* **DATA EXTRACT**:
+--

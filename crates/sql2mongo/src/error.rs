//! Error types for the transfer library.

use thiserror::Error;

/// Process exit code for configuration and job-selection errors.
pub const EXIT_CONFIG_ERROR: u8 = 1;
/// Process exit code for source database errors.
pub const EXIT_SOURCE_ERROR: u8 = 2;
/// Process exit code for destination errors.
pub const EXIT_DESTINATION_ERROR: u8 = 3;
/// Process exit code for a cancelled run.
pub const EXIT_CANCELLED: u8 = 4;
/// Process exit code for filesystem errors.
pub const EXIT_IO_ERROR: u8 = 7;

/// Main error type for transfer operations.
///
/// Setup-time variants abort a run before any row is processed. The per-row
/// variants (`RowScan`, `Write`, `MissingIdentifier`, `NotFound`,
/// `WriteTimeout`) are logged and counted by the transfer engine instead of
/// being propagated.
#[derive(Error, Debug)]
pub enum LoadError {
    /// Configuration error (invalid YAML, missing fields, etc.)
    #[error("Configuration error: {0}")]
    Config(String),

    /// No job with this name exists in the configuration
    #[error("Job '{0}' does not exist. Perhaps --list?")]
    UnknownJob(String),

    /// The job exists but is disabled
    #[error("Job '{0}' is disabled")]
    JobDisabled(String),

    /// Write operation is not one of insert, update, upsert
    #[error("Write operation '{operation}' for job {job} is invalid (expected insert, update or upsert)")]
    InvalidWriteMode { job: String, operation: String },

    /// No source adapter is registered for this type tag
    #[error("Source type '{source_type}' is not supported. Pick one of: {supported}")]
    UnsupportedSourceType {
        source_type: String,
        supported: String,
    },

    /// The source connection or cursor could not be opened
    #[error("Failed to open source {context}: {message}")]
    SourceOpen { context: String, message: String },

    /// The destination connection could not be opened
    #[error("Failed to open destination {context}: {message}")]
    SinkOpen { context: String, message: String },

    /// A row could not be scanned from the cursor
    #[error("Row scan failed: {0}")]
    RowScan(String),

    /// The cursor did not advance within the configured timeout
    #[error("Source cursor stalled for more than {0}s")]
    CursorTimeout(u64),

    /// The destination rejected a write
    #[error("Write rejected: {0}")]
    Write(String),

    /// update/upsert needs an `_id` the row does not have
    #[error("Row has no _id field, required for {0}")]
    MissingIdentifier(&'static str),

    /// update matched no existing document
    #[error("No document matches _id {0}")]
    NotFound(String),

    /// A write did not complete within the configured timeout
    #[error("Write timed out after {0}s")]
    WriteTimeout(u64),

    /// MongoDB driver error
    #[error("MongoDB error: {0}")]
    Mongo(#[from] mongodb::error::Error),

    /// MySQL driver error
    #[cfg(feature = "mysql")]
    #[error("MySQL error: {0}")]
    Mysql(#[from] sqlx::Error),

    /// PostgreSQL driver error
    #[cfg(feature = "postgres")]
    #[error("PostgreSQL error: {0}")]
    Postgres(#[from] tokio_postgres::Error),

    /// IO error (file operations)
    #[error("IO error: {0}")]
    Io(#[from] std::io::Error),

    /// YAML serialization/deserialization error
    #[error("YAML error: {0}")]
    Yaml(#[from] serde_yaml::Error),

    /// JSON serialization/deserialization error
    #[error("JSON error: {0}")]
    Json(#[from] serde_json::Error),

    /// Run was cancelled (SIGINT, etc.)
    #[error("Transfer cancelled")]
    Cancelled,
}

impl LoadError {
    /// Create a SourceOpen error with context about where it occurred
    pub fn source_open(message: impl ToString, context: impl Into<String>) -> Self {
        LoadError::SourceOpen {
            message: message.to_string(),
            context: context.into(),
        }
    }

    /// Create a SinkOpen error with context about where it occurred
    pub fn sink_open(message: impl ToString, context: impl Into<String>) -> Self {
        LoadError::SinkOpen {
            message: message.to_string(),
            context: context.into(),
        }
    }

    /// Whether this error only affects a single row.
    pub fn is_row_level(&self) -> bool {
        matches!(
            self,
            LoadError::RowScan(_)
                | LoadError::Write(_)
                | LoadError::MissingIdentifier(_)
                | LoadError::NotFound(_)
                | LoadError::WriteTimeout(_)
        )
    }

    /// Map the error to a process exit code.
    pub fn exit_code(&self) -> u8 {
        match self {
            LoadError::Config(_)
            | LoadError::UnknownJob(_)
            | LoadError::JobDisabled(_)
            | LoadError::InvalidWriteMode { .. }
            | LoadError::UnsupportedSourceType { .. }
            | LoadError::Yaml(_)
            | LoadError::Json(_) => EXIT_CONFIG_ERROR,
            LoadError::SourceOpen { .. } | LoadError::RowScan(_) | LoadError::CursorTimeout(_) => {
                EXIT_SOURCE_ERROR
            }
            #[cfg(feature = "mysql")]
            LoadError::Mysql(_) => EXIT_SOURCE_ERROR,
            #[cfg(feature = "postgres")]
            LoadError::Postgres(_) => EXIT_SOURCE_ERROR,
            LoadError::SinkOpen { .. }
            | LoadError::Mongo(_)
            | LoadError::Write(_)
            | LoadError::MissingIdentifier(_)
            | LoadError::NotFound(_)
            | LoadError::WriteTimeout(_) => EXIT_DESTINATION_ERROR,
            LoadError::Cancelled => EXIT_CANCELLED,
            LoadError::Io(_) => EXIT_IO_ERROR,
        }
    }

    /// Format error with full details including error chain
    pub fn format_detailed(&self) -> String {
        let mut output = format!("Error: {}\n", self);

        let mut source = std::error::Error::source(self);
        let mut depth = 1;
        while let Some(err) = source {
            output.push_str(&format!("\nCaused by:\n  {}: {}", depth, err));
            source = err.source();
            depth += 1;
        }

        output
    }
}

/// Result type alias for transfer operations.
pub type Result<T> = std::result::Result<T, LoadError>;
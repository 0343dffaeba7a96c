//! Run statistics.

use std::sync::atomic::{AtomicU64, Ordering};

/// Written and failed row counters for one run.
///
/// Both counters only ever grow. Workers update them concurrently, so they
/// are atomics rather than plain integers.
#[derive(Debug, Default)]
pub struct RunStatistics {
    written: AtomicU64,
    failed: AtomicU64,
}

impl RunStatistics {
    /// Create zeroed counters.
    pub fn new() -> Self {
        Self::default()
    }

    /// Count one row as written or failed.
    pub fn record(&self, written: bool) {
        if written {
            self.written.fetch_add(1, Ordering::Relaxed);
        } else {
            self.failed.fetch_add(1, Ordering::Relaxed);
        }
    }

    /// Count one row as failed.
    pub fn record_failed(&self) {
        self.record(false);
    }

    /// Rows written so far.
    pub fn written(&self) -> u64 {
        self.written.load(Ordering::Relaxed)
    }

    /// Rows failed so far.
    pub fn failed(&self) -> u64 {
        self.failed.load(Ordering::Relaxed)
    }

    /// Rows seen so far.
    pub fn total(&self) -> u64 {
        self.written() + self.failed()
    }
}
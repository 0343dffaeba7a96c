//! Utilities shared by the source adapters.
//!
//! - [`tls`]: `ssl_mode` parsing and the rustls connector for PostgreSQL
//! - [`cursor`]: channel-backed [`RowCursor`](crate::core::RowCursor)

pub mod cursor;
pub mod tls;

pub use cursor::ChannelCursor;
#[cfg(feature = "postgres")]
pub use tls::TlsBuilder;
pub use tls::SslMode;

+--

Show me each line of the listing above with "Relaxed" in it.

* **TASK SOLUTION**:
            self.written.fetch_add(1, Ordering::Relaxed);
            self.failed.fetch_add(1, Ordering::Relaxed);
        self.written.load(Ordering::Relaxed)
        self.failed.load(Ordering::Relaxed)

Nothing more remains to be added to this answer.